Our paw prints are leading to gentrification

By Cameron Bocanegra | Reporter

When I showed up at Baylor University, I found that it was exactly like the brochures, meaning, it was all watered sidewalks, constant gardening and the sound of bells in the distance that kindly wake you up in class.

Gentrification is not a pretty word, but it is a pretty thing. It’s so pretty that it raises property taxes before you can blink. So pretty that it almost would go unnoticed, if not for the staggering racial demographics and poverty rates double the state average.

Inside the bubble, it’s easy to ignore. It is easy to watch “Fixer Upper” and think, “Well that is something.” Would I be a Baylor Bear if I didn’t complain about those wild Waco roads, how uneven and sloping they are? It’s easier to see the community that was in place before Baylor as the current problem. It’s just like it’s always been said, “Out with the old and in with the new.”

I like to tell myself that I am exploring when I venture down a road I do not quite recognize off of La Salle Avenue or S. University Parks Drive. I drive in a Waco community with my Baylor University emblem on the back of a new car I didn’t pay for. I recognize my privilege. As far as I drive off campus, I am continuously dragging Baylor behind me and always representing our beloved green and gold.

Our role in the local communities is severely prevalent, but is justifiable, of course. Baylor has numerous outreach programs that engage with the community in order to leverage the university’s collective influence toward promoting positive social change.

Campus Kitchens, for example, collectively provides meals every single week for the battered women and family shelter straight out of Baylor’s brand new dining halls. Programs like these are meant to teach students communal responsibility, experiential learning and civic leadership. We pride ourselves in our mission statement that says our purpose is “to educate men and women for worldwide leadership and service by integrating academic excellence and Christian commitment within a caring community.”

We leave a “paw print” wherever we go. Some of them are for positive social change and others are not seen so keenly. New apartment buildings are thrown up every year, barely ready for the hundreds of college students that come racing through to claim a little more of Waco. For every action, there is an opposite reaction.
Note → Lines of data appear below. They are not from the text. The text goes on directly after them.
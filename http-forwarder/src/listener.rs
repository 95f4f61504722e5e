// Copyright 2024 Google LLC
//
// Licensed under the Apache License, Version 2.0 (the "License");
// you may not use this file except in compliance with the License.
// You may obtain a copy of the License at
//
//     https://www.apache.org/licenses/LICENSE-2.0
//
// Unless required by applicable law or agreed to in writing, software
// distributed under the License is distributed on an "AS IS" BASIS,
// WITHOUT WARRANTIES OR CONDITIONS OF ANY KIND, either express or implied.
// See the License for the specific language governing permissions and
// limitations under the License.

use crate::config::ForwarderConfig;
use crate::connector::Connector;
use crate::error::{Error, Result};
use crate::handler::handle_connection;
use crate::target::ProxyTarget;
use log::{debug, info, warn};
use std::io;
use std::net::SocketAddr;
use std::sync::atomic::{AtomicBool, Ordering};
use std::sync::Arc;
use std::time::Duration;
use tokio::net::{TcpListener, TcpStream};
use tokio::task::JoinHandle;
use tokio::time::timeout;

const ACCEPT_ERROR_BACKOFF: Duration = Duration::from_millis(50);

/// Handle to a running forwarder.
pub struct Forwarder {
    local_addr: SocketAddr,
    stop: Arc<AtomicBool>,
    task: JoinHandle<()>,
}

impl Forwarder {
    /// The bound local port, to be used as the client's HTTP proxy.
    pub fn port(&self) -> u16 {
        self.local_addr.port()
    }

    pub fn local_addr(&self) -> SocketAddr {
        self.local_addr
    }

    /// Asks the accept loop to exit. It notices within one accept poll
    /// interval. Connections already being served run to completion.
    pub fn stop(&self) {
        self.stop.store(true, Ordering::SeqCst);
    }

    pub fn is_stopped(&self) -> bool {
        self.task.is_finished()
    }

    /// Waits for the accept loop to exit.
    pub async fn join(self) -> Result<()> {
        self.task.await.map_err(|err| Error::IoError(io::Error::new(io::ErrorKind::Other, err)))
    }
}

/// Binds the local listener and starts accepting connections on the
/// current tokio runtime.
///
/// Each accepted connection is forwarded to `target` on its own task.
pub async fn start(target: ProxyTarget, config: ForwarderConfig) -> Result<Forwarder> {
    let listener = TcpListener::bind((config.bind_address, config.port)).await?;
    let local_addr = listener.local_addr()?;
    info!("Forwarding {} to upstream proxy {}", local_addr, target);

    let connector = Connector::new(Arc::new(target), config.connect_timeout);
    let stop = Arc::new(AtomicBool::new(false));
    let task = tokio::spawn(accept_loop(listener, connector, Arc::new(config), stop.clone()));

    Ok(Forwarder { local_addr, stop, task })
}

async fn accept_loop(
    listener: TcpListener,
    connector: Connector,
    config: Arc<ForwarderConfig>,
    stop: Arc<AtomicBool>,
) {
    while !stop.load(Ordering::SeqCst) {
        match timeout(config.accept_poll_interval, listener.accept()).await {
            Err(_) => continue,
            Ok(Ok((stream, peer))) => {
                tokio::spawn(serve(stream, peer, connector.clone(), config.clone()));
            }
            Ok(Err(err)) => {
                warn!("Failed to accept connection: {}", err);
                tokio::time::sleep(ACCEPT_ERROR_BACKOFF).await;
            }
        }
    }
    info!("Stopped listening on {:?}", listener.local_addr());
}

async fn serve(
    stream: TcpStream,
    peer: SocketAddr,
    connector: Connector,
    config: Arc<ForwarderConfig>,
) {
    debug!("Accepted connection from {}", peer);
    match handle_connection(stream, &connector, &config).await {
        Ok(()) | Err(Error::PeerClosed) => debug!("Connection from {} closed", peer),
        Err(err @ (Error::UpstreamAuthRejected(_) | Error::UpstreamUnreachable(..))) => {
            warn!("Connection from {} aborted: {}", peer, err)
        }
        Err(err) => debug!("Connection from {} aborted: {}", peer, err),
    }
}

#[cfg(test)]
mod tests {
    use super::*;

    fn test_config() -> ForwarderConfig {
        ForwarderConfig { accept_poll_interval: Duration::from_millis(50), ..Default::default() }
    }

    #[tokio::test]
    async fn test_start_on_os_assigned_port() {
        let target = ProxyTarget::new("127.0.0.1", 3128, "user", "password");
        let forwarder = start(target, test_config()).await.unwrap();
        assert_ne!(forwarder.port(), 0);
        assert!(forwarder.local_addr().ip().is_loopback());

        TcpStream::connect(forwarder.local_addr()).await.unwrap();
        forwarder.stop();
    }

    #[tokio::test]
    async fn test_stop_ends_accept_loop() {
        let target = ProxyTarget::new("127.0.0.1", 3128, "user", "password");
        let forwarder = start(target, test_config()).await.unwrap();
        let addr = forwarder.local_addr();

        forwarder.stop();
        tokio::time::timeout(Duration::from_secs(5), forwarder.join()).await.unwrap().unwrap();

        assert!(TcpStream::connect(addr).await.is_err());
    }
}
Parks Place has gone up, but an Interstate 35 expansion is pushing out over fifty businesses and H-E-B no longer exists within walking distance. A slightly dilapidated house with rusty shutters next to Robinson Tower is prime real estate, but we tend to forget it is also someone’s childhood home.

This problem will not be resolved overnight. Some of the difficulty resides in the fact that it seems like a tottering scale. If one side gains leverage, then the other has to concede. Waco may always be locked in this quiet battle with gentrification and urbanization while fighting for control over the entire city. At the same time, it could be considered close-minded to condemn any type of growth in this once sleepy college town when progression is a natural part of everything.

As Baylor students, we don’t notice it, because it’s all we have ever seen. No change can happen without first acknowledging that there is a problem. Once we stop regarding ourselves as God’s gift to Waco, we’ll be able to better see how our actions affect the surrounding areas that were here before the “Palace on the Brazos.”